DIRECTIONS FOR THIS TASK → Would you please copy the part of the material below that opens with the line containing "filename crates/db/src/migration/mod.rs" and closes with the line containing "#[doc = $doc]"? Copy it exactly, and only it.
--- START ---
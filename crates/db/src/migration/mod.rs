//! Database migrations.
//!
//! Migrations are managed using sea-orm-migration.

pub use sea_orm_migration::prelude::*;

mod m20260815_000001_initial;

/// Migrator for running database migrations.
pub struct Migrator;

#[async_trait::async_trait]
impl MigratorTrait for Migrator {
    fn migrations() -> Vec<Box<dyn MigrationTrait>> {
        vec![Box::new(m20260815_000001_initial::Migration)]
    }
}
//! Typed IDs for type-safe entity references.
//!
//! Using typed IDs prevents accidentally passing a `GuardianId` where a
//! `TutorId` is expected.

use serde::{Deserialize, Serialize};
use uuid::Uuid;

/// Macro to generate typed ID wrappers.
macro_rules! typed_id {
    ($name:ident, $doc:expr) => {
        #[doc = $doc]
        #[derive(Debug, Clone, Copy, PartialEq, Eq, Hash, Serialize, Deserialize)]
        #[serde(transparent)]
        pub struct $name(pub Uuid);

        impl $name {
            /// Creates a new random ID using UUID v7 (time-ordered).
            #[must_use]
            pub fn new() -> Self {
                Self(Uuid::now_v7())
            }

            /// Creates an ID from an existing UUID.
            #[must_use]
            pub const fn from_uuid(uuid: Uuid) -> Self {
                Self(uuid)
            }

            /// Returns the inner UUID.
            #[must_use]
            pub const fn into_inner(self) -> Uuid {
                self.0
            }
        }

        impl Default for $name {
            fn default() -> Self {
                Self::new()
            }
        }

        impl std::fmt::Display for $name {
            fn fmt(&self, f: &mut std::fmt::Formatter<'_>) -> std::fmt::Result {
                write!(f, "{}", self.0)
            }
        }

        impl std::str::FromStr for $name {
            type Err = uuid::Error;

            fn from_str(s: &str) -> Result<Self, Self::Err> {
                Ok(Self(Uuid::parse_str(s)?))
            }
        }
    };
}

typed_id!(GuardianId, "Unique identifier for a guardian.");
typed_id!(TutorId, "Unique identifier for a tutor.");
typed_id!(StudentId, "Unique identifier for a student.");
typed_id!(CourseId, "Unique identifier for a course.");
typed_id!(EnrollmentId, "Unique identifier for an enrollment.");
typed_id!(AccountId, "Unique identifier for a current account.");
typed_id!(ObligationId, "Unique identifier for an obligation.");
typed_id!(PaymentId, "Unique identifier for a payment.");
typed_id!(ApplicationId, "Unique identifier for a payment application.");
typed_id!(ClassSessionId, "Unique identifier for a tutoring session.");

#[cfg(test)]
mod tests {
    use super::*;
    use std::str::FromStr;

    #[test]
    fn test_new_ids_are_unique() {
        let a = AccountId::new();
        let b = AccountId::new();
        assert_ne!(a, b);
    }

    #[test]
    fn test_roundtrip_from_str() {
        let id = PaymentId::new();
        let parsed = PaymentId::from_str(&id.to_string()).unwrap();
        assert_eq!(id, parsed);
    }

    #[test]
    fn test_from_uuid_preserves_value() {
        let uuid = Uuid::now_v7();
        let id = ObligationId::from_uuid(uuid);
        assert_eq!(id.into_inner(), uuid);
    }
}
--- END ---
--- START ---
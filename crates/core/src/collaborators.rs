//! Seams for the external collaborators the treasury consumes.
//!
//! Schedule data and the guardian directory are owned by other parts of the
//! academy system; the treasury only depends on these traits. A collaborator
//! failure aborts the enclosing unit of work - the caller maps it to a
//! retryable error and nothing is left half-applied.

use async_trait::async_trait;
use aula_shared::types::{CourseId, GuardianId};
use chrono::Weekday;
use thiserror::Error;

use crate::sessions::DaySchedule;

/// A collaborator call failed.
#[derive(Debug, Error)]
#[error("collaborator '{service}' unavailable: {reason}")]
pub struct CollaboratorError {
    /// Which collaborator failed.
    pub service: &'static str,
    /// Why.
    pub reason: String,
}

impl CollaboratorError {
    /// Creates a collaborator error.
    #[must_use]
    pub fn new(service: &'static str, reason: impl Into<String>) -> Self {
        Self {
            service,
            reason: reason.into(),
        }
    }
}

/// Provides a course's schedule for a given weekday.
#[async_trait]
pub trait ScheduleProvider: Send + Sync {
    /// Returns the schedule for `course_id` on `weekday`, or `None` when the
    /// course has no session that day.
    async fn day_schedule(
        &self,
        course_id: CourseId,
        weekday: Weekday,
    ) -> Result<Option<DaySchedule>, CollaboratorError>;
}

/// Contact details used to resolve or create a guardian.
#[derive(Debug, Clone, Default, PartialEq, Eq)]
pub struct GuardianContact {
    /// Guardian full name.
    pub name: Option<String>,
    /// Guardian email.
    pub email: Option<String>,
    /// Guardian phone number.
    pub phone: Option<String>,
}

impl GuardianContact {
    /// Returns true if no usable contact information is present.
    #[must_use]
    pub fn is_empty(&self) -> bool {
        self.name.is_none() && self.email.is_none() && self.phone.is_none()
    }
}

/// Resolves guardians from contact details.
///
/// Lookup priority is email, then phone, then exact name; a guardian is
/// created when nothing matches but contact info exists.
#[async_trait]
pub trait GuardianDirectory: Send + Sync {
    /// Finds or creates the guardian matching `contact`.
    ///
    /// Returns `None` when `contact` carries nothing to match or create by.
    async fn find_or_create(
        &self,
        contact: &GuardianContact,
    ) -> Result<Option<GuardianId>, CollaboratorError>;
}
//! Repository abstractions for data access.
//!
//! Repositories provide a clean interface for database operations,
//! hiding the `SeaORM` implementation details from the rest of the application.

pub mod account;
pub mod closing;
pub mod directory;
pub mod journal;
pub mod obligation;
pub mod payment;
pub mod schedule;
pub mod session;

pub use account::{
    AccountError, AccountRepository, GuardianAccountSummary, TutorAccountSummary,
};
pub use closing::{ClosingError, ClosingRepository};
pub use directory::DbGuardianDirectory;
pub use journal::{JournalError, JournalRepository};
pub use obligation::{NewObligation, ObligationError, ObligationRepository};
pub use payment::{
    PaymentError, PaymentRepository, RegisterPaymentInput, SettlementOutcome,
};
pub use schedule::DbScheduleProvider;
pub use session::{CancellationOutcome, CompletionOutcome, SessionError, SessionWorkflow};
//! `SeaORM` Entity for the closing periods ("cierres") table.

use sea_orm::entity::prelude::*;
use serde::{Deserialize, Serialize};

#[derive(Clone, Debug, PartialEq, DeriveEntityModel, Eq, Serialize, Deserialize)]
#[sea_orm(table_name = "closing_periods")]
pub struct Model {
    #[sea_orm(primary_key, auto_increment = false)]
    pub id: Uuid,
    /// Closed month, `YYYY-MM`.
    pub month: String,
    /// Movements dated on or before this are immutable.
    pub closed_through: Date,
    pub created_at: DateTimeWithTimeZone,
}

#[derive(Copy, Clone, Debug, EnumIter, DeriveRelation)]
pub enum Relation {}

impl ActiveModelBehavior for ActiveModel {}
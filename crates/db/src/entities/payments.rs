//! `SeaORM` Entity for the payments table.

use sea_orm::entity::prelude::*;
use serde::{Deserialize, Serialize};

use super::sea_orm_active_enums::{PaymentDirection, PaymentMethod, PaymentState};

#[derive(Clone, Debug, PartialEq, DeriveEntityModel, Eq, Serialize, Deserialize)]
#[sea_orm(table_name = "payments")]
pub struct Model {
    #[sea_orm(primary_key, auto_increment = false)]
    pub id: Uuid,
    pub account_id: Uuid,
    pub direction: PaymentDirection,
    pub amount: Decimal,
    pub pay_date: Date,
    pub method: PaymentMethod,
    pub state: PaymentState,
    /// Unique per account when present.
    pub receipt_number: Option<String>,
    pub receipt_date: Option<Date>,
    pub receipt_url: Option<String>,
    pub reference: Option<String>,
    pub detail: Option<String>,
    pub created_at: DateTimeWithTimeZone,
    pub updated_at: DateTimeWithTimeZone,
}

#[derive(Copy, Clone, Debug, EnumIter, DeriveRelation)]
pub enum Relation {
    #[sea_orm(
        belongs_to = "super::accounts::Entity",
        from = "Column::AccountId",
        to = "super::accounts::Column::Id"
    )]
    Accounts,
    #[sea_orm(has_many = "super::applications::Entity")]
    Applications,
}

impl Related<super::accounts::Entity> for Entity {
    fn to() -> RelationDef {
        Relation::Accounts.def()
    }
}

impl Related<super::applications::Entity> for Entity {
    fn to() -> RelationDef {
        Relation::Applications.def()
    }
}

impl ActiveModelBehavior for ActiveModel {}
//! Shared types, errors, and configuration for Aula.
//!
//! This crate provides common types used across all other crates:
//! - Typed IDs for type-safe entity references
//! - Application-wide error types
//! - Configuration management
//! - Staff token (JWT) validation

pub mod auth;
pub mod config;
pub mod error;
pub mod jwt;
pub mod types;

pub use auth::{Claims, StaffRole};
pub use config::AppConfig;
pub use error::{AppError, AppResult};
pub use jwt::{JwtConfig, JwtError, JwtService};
--- END ---
YOUR SOLUTION →
filename crates/db/src/migration/mod.rs
//! Database migrations.
//!
//! Migrations are managed using sea-orm-migration.

pub use sea_orm_migration::prelude::*;

mod m20260815_000001_initial;

/// Migrator for running database migrations.
pub struct Migrator;

#[async_trait::async_trait]
impl MigratorTrait for Migrator {
    fn migrations() -> Vec<Box<dyn MigrationTrait>> {
        vec![Box::new(m20260815_000001_initial::Migration)]
    }
}
//! Typed IDs for type-safe entity references.
//!
//! Using typed IDs prevents accidentally passing a `GuardianId` where a
//! `TutorId` is expected.

use serde::{Deserialize, Serialize};
use uuid::Uuid;

/// Macro to generate typed ID wrappers.
macro_rules! typed_id {
    ($name:ident, $doc:expr) => {
        #[doc = $doc]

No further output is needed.